Published Monday 15th June 2020

In a new open letter to legal & professional services firms, Jason Adderley asks – What’s the rush?

In my last letter I suggested that firms are beginning to question the conventional wisdom guiding their real estate strategy. Unsurprisingly I received several messages from my former colleagues in the property sector claiming that “we don’t believe working from home will become a trend” and “we’ve seen times when home working has been particularly in vogue, but then the appeal of working in a traditional office resurfaces.”

Just a day later Mike Tumilty COO at Standard Life Aberdeen told 4,900 UK employees not to plan on coming back to the office in 2020, and even property services firm Avison Young has told its 1600 employees that they can work from home for the rest of the year.

And then I spoke to the Operations Director of a London law firm whose been under intense pressure from Partners to reopen the office. His response? “What’s the rush?”

Well, quite.

I wonder how your schedule’s working out? What are you doing at 7:30 when you’d otherwise by rushing for the Central Line? How does it feel actually having dinner with the kids?

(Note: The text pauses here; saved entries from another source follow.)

//! Status and role enums for marketplace entities.
//!
//! Each enum maps to a PostgreSQL enum type of the same snake_case name
//! when the `postgres` feature is enabled.

use serde::{Deserialize, Serialize};

/// Delivery lifecycle of an order.
///
/// `pending -> active -> delivered`, with `cancelled` reachable from the two
/// open states. `delivered` and `cancelled` are terminal.
#[derive(Debug, Clone, Copy, PartialEq, Eq, Hash, Serialize, Deserialize, Default)]
#[cfg_attr(feature = "postgres", derive(sqlx::Type))]
#[cfg_attr(
    feature = "postgres",
    sqlx(type_name = "delivery_status", rename_all = "snake_case")
)]
#[serde(rename_all = "snake_case")]
pub enum DeliveryStatus {
    #[default]
    Pending,
    /// On its way to the buyer.
    #[serde(alias = "delivering")]
    Active,
    Delivered,
    Cancelled,
}

/// Why a delivery status change was refused.
#[derive(thiserror::Error, Debug, Clone, Copy, PartialEq, Eq)]
pub enum StatusTransitionError {
    #[error("order is already {0} and can no longer change")]
    Terminal(DeliveryStatus),
}

impl DeliveryStatus {
    pub const ALL: [Self; 4] = [Self::Pending, Self::Active, Self::Delivered, Self::Cancelled];

    #[must_use]
    pub const fn is_terminal(self) -> bool {
        matches!(self, Self::Delivered | Self::Cancelled)
    }

    /// Move to `next`, refusing any change out of a terminal state.
    ///
    /// # Errors
    ///
    /// Returns [`StatusTransitionError::Terminal`] when `self` is terminal.
    pub const fn transition_to(self, next: Self) -> Result<Self, StatusTransitionError> {
        if self.is_terminal() {
            return Err(StatusTransitionError::Terminal(self));
        }
        Ok(next)
    }

    #[must_use]
    pub const fn as_str(self) -> &'static str {
        match self {
            Self::Pending => "pending",
            Self::Active => "active",
            Self::Delivered => "delivered",
            Self::Cancelled => "cancelled",
        }
    }
}

impl std::fmt::Display for DeliveryStatus {
    fn fmt(&self, f: &mut std::fmt::Formatter<'_>) -> std::fmt::Result {
        f.write_str(self.as_str())
    }
}

impl std::str::FromStr for DeliveryStatus {
    type Err = String;

    fn from_str(s: &str) -> Result<Self, Self::Err> {
        match s {
            "pending" => Ok(Self::Pending),
            "active" | "delivering" => Ok(Self::Active),
            "delivered" => Ok(Self::Delivered),
            "cancelled" => Ok(Self::Cancelled),
            _ => Err(format!("invalid delivery status: {s}")),
        }
    }
}

/// Marketplace role carried in identity-provider claims.
#[derive(Debug, Clone, Copy, PartialEq, Eq, Hash, Serialize, Deserialize, Default)]
#[cfg_attr(feature = "postgres", derive(sqlx::Type))]
#[cfg_attr(
    feature = "postgres",
    sqlx(type_name = "user_role", rename_all = "snake_case")
)]
#[serde(rename_all = "snake_case")]
pub enum Role {
    /// Buyer and, once verified, vendor.
    #[default]
    User,
    /// Manages categories and can moderate reviews.
    Admin,
}

impl std::fmt::Display for Role {
    fn fmt(&self, f: &mut std::fmt::Formatter<'_>) -> std::fmt::Result {
        match self {
            Self::User => write!(f, "user"),
            Self::Admin => write!(f, "admin"),
        }
    }
}

impl std::str::FromStr for Role {
    type Err = String;

    fn from_str(s: &str) -> Result<Self, Self::Err> {
        match s {
            "user" => Ok(Self::User),
            "admin" => Ok(Self::Admin),
            _ => Err(format!("invalid role: {s}")),
        }
    }
}

/// How a buyer intends to pay.
#[derive(Debug, Clone, Copy, PartialEq, Eq, Hash, Serialize, Deserialize, Default)]
#[cfg_attr(feature = "postgres", derive(sqlx::Type))]
#[cfg_attr(
    feature = "postgres",
    sqlx(type_name = "payment_method", rename_all = "snake_case")
)]
#[serde(rename_all = "snake_case")]
pub enum PaymentMethod {
    #[default]
    NotSet,
    Paystack,
    OnDelivery,
}

impl PaymentMethod {
    /// The method to record on an order: the explicit choice, else the
    /// buyer's preference, else payment on delivery.
    #[must_use]
    pub fn resolve(requested: Option<Self>, preferred: Self) -> Self {
        match requested.filter(|m| *m != Self::NotSet) {
            Some(method) => method,
            None if preferred != Self::NotSet => preferred,
            None => Self::OnDelivery,
        }
    }
}

/// Channel an OTP was issued for.
#[derive(Debug, Clone, Copy, PartialEq, Eq, Hash, Serialize, Deserialize)]
#[cfg_attr(feature = "postgres", derive(sqlx::Type))]
#[cfg_attr(
    feature = "postgres",
    sqlx(type_name = "otp_kind", rename_all = "snake_case")
)]
#[serde(rename_all = "snake_case")]
pub enum OtpKind {
    Email,
    #[serde(alias = "phone_number")]
    Phone,
}

impl std::fmt::Display for OtpKind {
    fn fmt(&self, f: &mut std::fmt::Formatter<'_>) -> std::fmt::Result {
        match self {
            Self::Email => write!(f, "email"),
            Self::Phone => write!(f, "phone"),
        }
    }
}

#[cfg(test)]
#[allow(clippy::unwrap_used)]
mod tests {
    use super::*;

    #[test]
    fn test_delivering_alias() {
        let status: DeliveryStatus = serde_json::from_str("\"delivering\"").unwrap();
        assert_eq!(status, DeliveryStatus::Active);
        assert_eq!("delivering".parse::<DeliveryStatus>().unwrap(), DeliveryStatus::Active);
        assert_eq!(serde_json::to_string(&status).unwrap(), "\"active\"");
    }

    #[test]
    fn test_terminal_states_refuse_transitions() {
        assert_eq!(
            DeliveryStatus::Delivered.transition_to(DeliveryStatus::Pending),
            Err(StatusTransitionError::Terminal(DeliveryStatus::Delivered))
        );
        assert!(
            DeliveryStatus::Cancelled
                .transition_to(DeliveryStatus::Active)
                .is_err()
        );
    }

    #[test]
    fn test_open_states_transition() {
        assert_eq!(
            DeliveryStatus::Pending.transition_to(DeliveryStatus::Active),
            Ok(DeliveryStatus::Active)
        );
        assert_eq!(
            DeliveryStatus::Active.transition_to(DeliveryStatus::Delivered),
            Ok(DeliveryStatus::Delivered)
        );
    }

    #[test]
    fn test_payment_method_resolution() {
        use PaymentMethod::{NotSet, OnDelivery, Paystack};
        assert_eq!(PaymentMethod::resolve(Some(Paystack), OnDelivery), Paystack);
        assert_eq!(PaymentMethod::resolve(None, Paystack), Paystack);
        assert_eq!(PaymentMethod::resolve(Some(NotSet), Paystack), Paystack);
        assert_eq!(PaymentMethod::resolve(None, NotSet), OnDelivery);
    }

    #[test]
    fn test_role_round_trips_through_str() {
        for role in [Role::User, Role::Admin] {
            assert_eq!(role.to_string().parse::<Role>().unwrap(), role);
        }
        assert!("vendor".parse::<Role>().is_err());
    }
}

Me – well, yes I miss London. But I don’t miss the West Coast Main Line. I (terribly) miss nipping in for a quick tapas lunch at The Port House, but my dinner at home tastes so much better when it hasn’t been plated up and kept warm in the oven for a couple of hours.

Indeed, in a personal epiphany a senior Partner in Birmingham firm said to me this week that “real prestige is a screen in my garden room, not a corner office on Colmore Row.”

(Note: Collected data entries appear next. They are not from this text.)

//! Vendor catalog writes against a real database.

use lasu_mart_api::db::{CartRepository, ProductRepository};
use lasu_mart_api::models::NewProduct;
use lasu_mart_api::services::products::{Catalog, ImageUpload, ProductError};
use lasu_mart_integration_tests::TestApp;

fn product(name: &str) -> NewProduct {
    NewProduct {
        product_name: name.to_string(),
        price: "2500".parse().expect("valid price"),
        category: None,
        description: "Lightly used".to_string(),
    }
}

fn images(n: usize) -> Vec<ImageUpload> {
    (0..n)
        .map(|i| ImageUpload {
            file_name: format!("photo{i}.jpg"),
            bytes: vec![0xFF, 0xD8, 0xFF],
        })
        .collect()
}

#[tokio::test]
#[ignore = "Requires PostgreSQL"]
async fn test_deleting_a_product_destroys_its_images() {
    let app = TestApp::connect().await;
    let (vendor, _) = app.create_user("vendor", true).await;
    let catalog = Catalog::new(app.pool(), app.assets.as_ref(), app.embedder.as_ref());

    let id = catalog
        .create(&vendor, &product("Desk lamp"), images(2), None)
        .await
        .expect("listed");
    assert_eq!(app.embedder.calls(), 1);

    let stored = ProductRepository::new(app.pool())
        .get(id)
        .await
        .expect("query")
        .expect("product exists");
    assert_eq!(stored.images.len(), 2);

    catalog.delete(id, &vendor.uid).await.expect("deleted");

    let mut destroyed = app.assets.destroyed();
    destroyed.sort();
    let mut uploaded = app.assets.uploaded();
    uploaded.sort();
    assert_eq!(destroyed, uploaded);
    assert!(
        ProductRepository::new(app.pool())
            .get(id)
            .await
            .expect("query")
            .is_none()
    );
}

#[tokio::test]
#[ignore = "Requires PostgreSQL"]
async fn test_deleting_a_product_removes_it_from_carts() {
    let app = TestApp::connect().await;
    let (vendor, _) = app.create_user("vendor", true).await;
    let (buyer, _) = app.create_user("buyer", false).await;
    let catalog = Catalog::new(app.pool(), app.assets.as_ref(), app.embedder.as_ref());

    let id = catalog
        .create(&vendor, &product("Desk lamp"), images(1), None)
        .await
        .expect("listed");
    let carts = CartRepository::new(app.pool());
    carts.add(&buyer.uid, id, None, 1).await.expect("add lamp");

    catalog.delete(id, &vendor.uid).await.expect("deleted");

    assert_eq!(carts.count(&buyer.uid).await.expect("count"), 0);
}

#[tokio::test]
#[ignore = "Requires PostgreSQL"]
async fn test_unverified_vendor_cannot_list() {
    let app = TestApp::connect().await;
    let (vendor, _) = app.create_user("vendor", false).await;
    let catalog = Catalog::new(app.pool(), app.assets.as_ref(), app.embedder.as_ref());

    let err = catalog
        .create(&vendor, &product("Desk lamp"), images(1), None)
        .await
        .expect_err("not verified");
    assert!(matches!(err, ProductError::NotVerified));
    assert!(app.assets.uploaded().is_empty());
}

#[tokio::test]
#[ignore = "Requires PostgreSQL"]
async fn test_only_the_owner_can_delete() {
    let app = TestApp::connect().await;
    let (vendor, _) = app.create_user("vendor", true).await;
    let (other, _) = app.create_user("other", true).await;
    let catalog = Catalog::new(app.pool(), app.assets.as_ref(), app.embedder.as_ref());

    let id = catalog
        .create(&vendor, &product("Desk lamp"), images(0), None)
        .await
        .expect("listed");

    let err = catalog.delete(id, &other.uid).await.expect_err("not owner");
    assert!(matches!(err, ProductError::Forbidden));
}

#[tokio::test]
#[ignore = "Requires PostgreSQL"]
async fn test_more_than_five_images_is_rejected() {
    let app = TestApp::connect().await;
    let (vendor, _) = app.create_user("vendor", true).await;
    let catalog = Catalog::new(app.pool(), app.assets.as_ref(), app.embedder.as_ref());

    let err = catalog
        .create(&vendor, &product("Desk lamp"), images(6), None)
        .await
        .expect_err("too many images");
    assert!(matches!(err, ProductError::TooManyImages));
}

This could be revolutionary. Why?

Well the Law Gazette tells us that Hogan Lovells will “ask staff to wear masks in common areas. They will restrict the number of people in lifts and implement physical distancing in meeting rooms. A rota system will mean that employees only come to the office on certain days of the week.”

Meanwhile, Fieldfisher said only 10% of staff will return initially, gradually increasing to 25%. The firm plans to introduce a one-way walking system through corridors and between floors, and will allow flexible arrival and departure times to help staff avoid the rush hour.”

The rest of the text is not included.